» Goal of the exercise: Output, without alteration, the first line of the entries and each line after it, stopping with the line that contains "inner.gates.vote = Some(tx);".

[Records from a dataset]
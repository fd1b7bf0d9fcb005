//! The voting window: opening the sheet, collecting votes, closing early,
//! and applying the elimination.

use std::sync::Arc;

use tokio::sync::oneshot;
use tracing::{debug, info, warn};

use crate::adapter::AdapterError;
use crate::domain::player::{PlayerId, Role};
use crate::domain::snapshot::VoteCandidate;
use crate::domain::state::Phase;
use crate::domain::vote::{decide_elimination, tally_votes};
use crate::domain::win::{EndReason, GameEnd, Winner};
use crate::error::EngineError;
use crate::errors::domain::{DomainError, ValidationKind};
use crate::session::{PhaseTask, Session, SessionId};

use super::GameFlowService;

impl GameFlowService {
    /// Opens the vote over this round's clue sheet. Bots vote for themselves
    /// immediately; the window closes as soon as every living human has
    /// voted, or at the deadline.
    pub(crate) async fn start_vote_phase(
        &self,
        session: &Arc<Session>,
    ) -> Result<(), EngineError> {
        let id = session.id().clone();
        let (candidates, rx) = {
            let mut inner = session.lock().await;
            if inner.game.phase != Phase::Turns {
                return Ok(());
            }
            inner.game.phase = Phase::Vote;
            inner.game.reset_vote_state();
            let bots: Vec<PlayerId> = inner
                .game
                .alive()
                .filter(|p| p.is_bot())
                .map(|p| p.id)
                .collect();
            for bot in bots {
                if let Some(p) = inner.game.player_mut(bot) {
                    p.vote_target = Some(bot);
                }
            }
            let (tx, rx) = oneshot::channel();
            inner.gates.vote = Some(tx);
            (VoteCandidate::sheet(&inner.game), rx)
        };

        match self
            .adapter
            .announce_vote_open(&id, &candidates, self.config.vote_timeout.as_secs())
            .await
        {
            Ok(()) => {}
            Err(AdapterError::ChannelMissing) => {
                self.force_teardown(&id).await;
                return Err(AdapterError::ChannelMissing.into());
            }
            Err(err) => warn!(session_id = %id, %err, "vote announcement failed"),
        }

        let service = self.clone();
        let task_session = Arc::clone(session);
        self.start_phase_task(
            session,
            PhaseTask::Vote,
            Box::pin(async move { service.run_vote_phase(task_session, rx).await }),
        )
        .await;
        Ok(())
    }

    /// Vote phase task: wait out the window, then apply the result.
    async fn run_vote_phase(
        self,
        session: Arc<Session>,
        rx: oneshot::Receiver<()>,
    ) -> Result<(), EngineError> {
        let id = session.id().clone();
        let _ = tokio::time::timeout(self.config.vote_timeout, rx).await;

        let outcome = {
            let mut inner = session.lock().await;
            if inner.game.phase != Phase::Vote {
                return Ok(());
            }
            inner.gates.vote = None;
            let counts = tally_votes(&inner.game);
            match decide_elimination(&counts) {
                Some(victim) => {
                    let role = inner
                        .game
                        .player(victim)
                        .and_then(|p| p.role)
                        .unwrap_or(Role::Social);
                    if let Some(p) = inner.game.player_mut(victim) {
                        p.alive = false;
                    }
                    info!(session_id = %id, %victim, "player eliminated");
                    let impostor_out = inner.game.impostor == Some(victim);
                    if !impostor_out {
                        inner.game.round += 1;
                    }
                    Some((victim, role, impostor_out))
                }
                None => {
                    inner.game.round += 1;
                    None
                }
            }
        };

        match outcome {
            Some((victim, role, impostor_out)) => {
                match self.adapter.announce_elimination(&id, victim, role).await {
                    Ok(()) => {}
                    Err(AdapterError::ChannelMissing) => {
                        self.force_teardown(&id).await;
                        return Err(AdapterError::ChannelMissing.into());
                    }
                    Err(err) => warn!(session_id = %id, %err, "elimination announcement failed"),
                }
                if impostor_out {
                    self.trigger_end_game(
                        &session,
                        GameEnd {
                            winner: Winner::Socials,
                            reason: EndReason::ImpostorEliminated,
                        },
                    )
                    .await;
                    return Ok(());
                }
            }
            None => {
                self.notify(&id, "The vote is tied. No one is eliminated.")
                    .await?;
            }
        }

        self.start_round(&session).await
    }

    /// A living player casts or changes their vote while the window is open.
    pub async fn submit_vote(
        &self,
        id: &SessionId,
        voter: PlayerId,
        target: PlayerId,
    ) -> Result<(), EngineError> {
        let Some(session) = self.registry.find_by_id(id) else {
            debug!(session_id = %id, %voter, "vote for a gone session");
            return Ok(());
        };
        let mut inner = session.lock().await;
        match inner.game.phase {
            Phase::Vote => {}
            // During Turns the last window already resolved; the late vote is
            // dropped without complaint.
            Phase::Turns | Phase::End => {
                debug!(session_id = %id, %voter, "vote outside an open window");
                return Ok(());
            }
            _ => {
                return Err(DomainError::validation(
                    ValidationKind::VotingClosed,
                    "voting is not open right now",
                )
                .into());
            }
        }
        match inner.game.player(voter) {
            Some(p) if p.alive => {}
            Some(_) => {
                return Err(DomainError::validation(
                    ValidationKind::NotAlive,
                    "eliminated players cannot vote",
                )
                .into());
            }
            None => {
                return Err(DomainError::validation(
                    ValidationKind::NotAMember,
                    "you are not in this game",
                )
                .into());
            }
        }
        match inner.game.player(target) {
            Some(p) if p.alive => {}
            _ => {
                return Err(DomainError::validation(
                    ValidationKind::InvalidVoteTarget,
                    "that player cannot be voted for",
                )
                .into());
            }
        }
        if let Some(p) = inner.game.player_mut(voter) {
            p.vote_target = Some(target);
        }
        if inner.game.all_alive_humans_voted() {
            if let Some(gate) = inner.gates.vote.take() {
                let _ = gate.send(());
            }
        }
        Ok(())
    }

    /// Withdraws a pending vote while the window is still open.
    pub async fn clear_vote(&self, id: &SessionId, voter: PlayerId) -> Result<(), EngineError> {
        let Some(session) = self.registry.find_by_id(id) else {
            debug!(session_id = %id, %voter, "vote retraction for a gone session");
            return Ok(());
        };
        let mut inner = session.lock().await;
        match inner.game.phase {
            Phase::Vote => {}
            Phase::Turns | Phase::End => return Ok(()),
            _ => {
                return Err(DomainError::validation(
                    ValidationKind::VotingClosed,
                    "voting is not open right now",
                )
                .into());
            }
        }
        let Some(p) = inner.game.player_mut(voter) else {
            return Err(DomainError::validation(
                ValidationKind::NotAMember,
                "you are not in this game",
            )
            .into());
        };
        p.vote_target = None;
        Ok(())
    }
}
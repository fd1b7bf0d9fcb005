//! Vote tallying and elimination resolution.

use std::collections::BTreeMap;

use crate::domain::player::PlayerId;
use crate::domain::state::GameState;

/// Count votes per target among alive players.
///
/// Bots have already self-voted by the time this runs; dead players' stale
/// votes never count. The map is ordered so iteration is deterministic.
pub fn tally_votes(state: &GameState) -> BTreeMap<PlayerId, u32> {
    let mut counts = BTreeMap::new();
    for voter in state.alive() {
        if let Some(target) = voter.vote_target {
            *counts.entry(target).or_insert(0) += 1;
        }
    }
    counts
}

/// Resolve a tally into an elimination.
///
/// Returns `Some(target)` only when a single target holds the maximum count;
/// a shared maximum (or an empty tally) eliminates nobody.
pub fn decide_elimination(counts: &BTreeMap<PlayerId, u32>) -> Option<PlayerId> {
    let max = *counts.values().max()?;
    let mut leaders = counts.iter().filter(|(_, c)| **c == max);
    let (leader, _) = leaders.next()?;
    if leaders.next().is_some() {
        None
    } else {
        Some(*leader)
    }
}
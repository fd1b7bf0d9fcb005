//! Game end: the reveal, the grace window and final teardown.

use std::sync::Arc;

use tracing::{info, warn};

use crate::adapter::AdapterError;
use crate::domain::player::PlayerId;
use crate::domain::state::Phase;
use crate::domain::win::{EndReveal, GameEnd};
use crate::error::EngineError;
use crate::session::{PhaseTask, Session};

use super::GameFlowService;

impl GameFlowService {
    /// Ends the game with the given result. Idempotent: only the first call
    /// per session has any effect. Callers must not hold the session lock.
    ///
    /// The phase flips to End and the gates drop under the lock, so every
    /// in-flight timer sees a stale phase and stands down. The reveal and
    /// teardown run on their own task, because this may be called from
    /// inside the very task the teardown aborts.
    pub(crate) async fn trigger_end_game(&self, session: &Arc<Session>, end: GameEnd) {
        let (reveal, members) = {
            let mut inner = session.lock().await;
            if inner.game.phase == Phase::End {
                return;
            }
            inner.game.phase = Phase::End;
            inner.gates.take_all();
            let members: Vec<PlayerId> =
                inner.game.players().iter().map(|p| p.id).collect();
            (EndReveal::from_state(&inner.game), members)
        };
        info!(session_id = %session.id(), winner = ?end.winner, reason = %end.reason, "game over");
        // Freed immediately so players can join elsewhere during the grace
        // window while the channel keeps the reveal up.
        self.registry.release_members(&members);

        let service = self.clone();
        let task_session = Arc::clone(session);
        self.start_phase_task(
            session,
            PhaseTask::End,
            Box::pin(async move { service.run_end_task(task_session, end, reveal).await }),
        )
        .await;
    }

    async fn run_end_task(
        self,
        session: Arc<Session>,
        end: GameEnd,
        reveal: EndReveal,
    ) -> Result<(), EngineError> {
        session.abort_gameplay_tasks();
        let id = session.id().clone();
        match self.adapter.announce_end(&id, &end, &reveal).await {
            Ok(()) => {}
            Err(AdapterError::ChannelMissing) => {
                self.force_teardown(&id).await;
                return Ok(());
            }
            Err(err) => warn!(session_id = %id, %err, "end announcement failed"),
        }
        tokio::time::sleep(self.config.grace_window).await;
        // Teardown is the task's last act; the abort it performs on this
        // same task only lands at an await point that never comes.
        self.force_teardown(&id).await;
        Ok(())
    }
}
//! Per-round turn order computation.

use rand::seq::SliceRandom;
use rand::Rng;

use crate::domain::player::PlayerId;
use crate::domain::state::GameState;

/// A fresh random permutation of the currently-alive members.
///
/// Recomputed at the start of every Turns phase so eliminated players drop
/// out of the rotation.
pub fn compute_turn_order<R: Rng + ?Sized>(state: &GameState, rng: &mut R) -> Vec<PlayerId> {
    let mut order: Vec<PlayerId> = state.alive().map(|p| p.id).collect();
    order.shuffle(rng);
    order
}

» Written solution:
repository fd1b7bf0d9fcb005
//! The voting window: opening the sheet, collecting votes, closing early,
//! and applying the elimination.

use std::sync::Arc;

use tokio::sync::oneshot;
use tracing::{debug, info, warn};

use crate::adapter::AdapterError;
use crate::domain::player::{PlayerId, Role};
use crate::domain::snapshot::VoteCandidate;
use crate::domain::state::Phase;
use crate::domain::vote::{decide_elimination, tally_votes};
use crate::domain::win::{EndReason, GameEnd, Winner};
use crate::error::EngineError;
use crate::errors::domain::{DomainError, ValidationKind};
use crate::session::{PhaseTask, Session, SessionId};

use super::GameFlowService;

impl GameFlowService {
    /// Opens the vote over this round's clue sheet. Bots vote for themselves
    /// immediately; the window closes as soon as every living human has
    /// voted, or at the deadline.
    pub(crate) async fn start_vote_phase(
        &self,
        session: &Arc<Session>,
    ) -> Result<(), EngineError> {
        let id = session.id().clone();
        let (candidates, rx) = {
            let mut inner = session.lock().await;
            if inner.game.phase != Phase::Turns {
                return Ok(());
            }
            inner.game.phase = Phase::Vote;
            inner.game.reset_vote_state();
            let bots: Vec<PlayerId> = inner
                .game
                .alive()
                .filter(|p| p.is_bot())
                .map(|p| p.id)
                .collect();
            for bot in bots {
                if let Some(p) = inner.game.player_mut(bot) {
                    p.vote_target = Some(bot);
                }
            }
            let (tx, rx) = oneshot::channel();
            inner.gates.vote = Some(tx);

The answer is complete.